Ateş, eklem ve kas ağrısı, kuru öksürük, ishal, karın ağrısı ve tat-koku kaybı gibi bulgularla ortaya çıkan Eris’in tehdit ettiği risk gruplarını açıklayan Şener, “Ciddi risk dediğimiz organ nakli olan, bağışıklığı baskılayıcı ilaç kullanan, aktif radyoterapi, kemoterapi gören, on yıldan daha uzun süredir akciğerinde ciddi anlamda hasar bırakan astım hastaları, kronik bronşit hastaları, ağır enfeksiyon geçirme açısından ciddi risk içeren grup. Kronik hastalığı olan ve 65 yaş üstü kişiler de risk kategorisinde üst sıralarda yer alıyor” diye konuştu.

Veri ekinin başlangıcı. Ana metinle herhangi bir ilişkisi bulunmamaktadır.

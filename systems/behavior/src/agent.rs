//! Per-agent state carried between simulation ticks.

use std::sync::Arc;

use glam::Vec2;
use zombie_house_core::{
    AgentId, AgentState, CellCoord, Tier, Track, WalkStyle, UNREACHABLE_PATH_LENGTH,
};
use zombie_house_system_decision::{AgentBoard, BoardState};

/// Independent behaviour flags of an agent.
#[derive(Clone, Copy, Debug, Default, PartialEq, Eq)]
pub struct AgentFlags {
    /// A collision episode is in progress; movement is suspended.
    pub collision_detected: bool,
    /// The heading was reversed by the current collision episode.
    pub angle_adjusted: bool,
    /// The agent is pursuing the target.
    pub pursuing: bool,
    /// The agent wants its decision worker to compute a fresh pursuit heading.
    pub needs_new_heading: bool,
    /// The agent is recovering from a hit.
    pub stunned: bool,
    /// The agent is dead.
    pub dead: bool,
}

/// Single agent owned by a [`Horde`](crate::Horde).
#[derive(Debug)]
pub struct Agent {
    pub(crate) id: AgentId,
    pub(crate) tier: Tier,
    pub(crate) walk_style: WalkStyle,
    pub(crate) position: Vec2,
    pub(crate) angle: f32,
    pub(crate) flags: AgentFlags,
    pub(crate) health: u32,
    pub(crate) stun_remaining: u32,
    pub(crate) path_length: u32,
    pub(crate) search_cell: Option<CellCoord>,
    pub(crate) target_cell: Option<CellCoord>,
    pub(crate) touching_target: bool,
    pub(crate) track: Option<Track>,
    pub(crate) board: Arc<AgentBoard>,
}

impl Agent {
    pub(crate) fn new(
        id: AgentId,
        tier: Tier,
        walk_style: WalkStyle,
        position: Vec2,
        angle: f32,
        health: u32,
    ) -> Self {
        Self {
            id,
            tier,
            walk_style,
            position,
            angle,
            flags: AgentFlags::default(),
            health,
            stun_remaining: 0,
            path_length: UNREACHABLE_PATH_LENGTH,
            search_cell: None,
            target_cell: None,
            touching_target: false,
            track: None,
            board: Arc::new(AgentBoard::new(id, tier, None, angle).with_walk_style(walk_style)),
        }
    }

    /// Identifier of the agent.
    #[must_use]
    pub const fn id(&self) -> AgentId {
        self.id
    }

    /// Tier of the agent.
    #[must_use]
    pub const fn tier(&self) -> Tier {
        self.tier
    }

    /// How the agent picks wander angles.
    #[must_use]
    pub const fn walk_style(&self) -> WalkStyle {
        self.walk_style
    }

    /// Continuous position in tiles.
    #[must_use]
    pub const fn position(&self) -> Vec2 {
        self.position
    }

    /// Travel angle in degrees.
    #[must_use]
    pub const fn angle(&self) -> f32 {
        self.angle
    }

    /// Current behaviour flags.
    #[must_use]
    pub const fn flags(&self) -> AgentFlags {
        self.flags
    }

    /// Remaining health points.
    #[must_use]
    pub const fn health(&self) -> u32 {
        self.health
    }

    /// Ticks left until the stun wears off.
    #[must_use]
    pub const fn stun_remaining(&self) -> u32 {
        self.stun_remaining
    }

    /// Path length measured by the most recent scent test.
    #[must_use]
    pub const fn path_length(&self) -> u32 {
        self.path_length
    }

    /// Cell published to the decision worker as the search source.
    #[must_use]
    pub const fn search_cell(&self) -> Option<CellCoord> {
        self.search_cell
    }

    /// Behavioural state derived from the flags.
    #[must_use]
    pub const fn state(&self) -> AgentState {
        if self.flags.dead {
            AgentState::Dead
        } else if self.flags.stunned {
            AgentState::Stunned
        } else if self.flags.pursuing {
            AgentState::Pursue
        } else {
            AgentState::Wander
        }
    }

    /// Blackboard shared with the agent's decision worker.
    #[must_use]
    pub fn board(&self) -> &Arc<AgentBoard> {
        &self.board
    }

    pub(crate) fn publish(&self) {
        self.board.publish(BoardState {
            cell: self.search_cell,
            angle: self.angle,
            pursuing: self.flags.pursuing,
            needs_new_heading: self.flags.needs_new_heading,
            angle_adjusted: self.flags.angle_adjusted,
            dead: self.flags.dead,
        });
    }
}

/// Per-tick snapshot handed to presentation layers.
#[derive(Clone, Copy, Debug, PartialEq)]
pub struct AgentView {
    /// Identifier of the agent.
    pub id: AgentId,
    /// Tier of the agent.
    pub tier: Tier,
    /// Continuous position in tiles.
    pub position: Vec2,
    /// Travel angle in degrees.
    pub angle: f32,
    /// Behavioural state.
    pub state: AgentState,
    /// Whether the agent is dead.
    pub dead: bool,
}

impl From<&Agent> for AgentView {
    fn from(agent: &Agent) -> Self {
        Self {
            id: agent.id,
            tier: agent.tier,
            position: agent.position,
            angle: agent.angle,
            state: agent.state(),
            dead: agent.flags.dead,
        }
    }
}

Şener, Eris belirtilerinin ortaya çıktığı risk grubundaki kişilerin sağlık kuruluşlarına başvurması gerektiğini de söyleyerek, “Özellikle 65 yaş üstündeki bu şikayetler varsa, üç günden fazla sürüyorsa, mutlaka bir hekime başvurarak bir PCR testiyle konfirme edilmesi gerekiyor. Laboratuvar testinde eğer Covid-19 çıkıyorsa, bakanlığın temin ettiği bu yaş grubuna uygun ilaçlar var. O ilaçlardan hemen başlanması gerekiyor. İlk başlangıçta başlanması önemli çünkü gecikmiş dönemde başlanacak antiviral ilaçların bir etkisi yok maalesef” dedi.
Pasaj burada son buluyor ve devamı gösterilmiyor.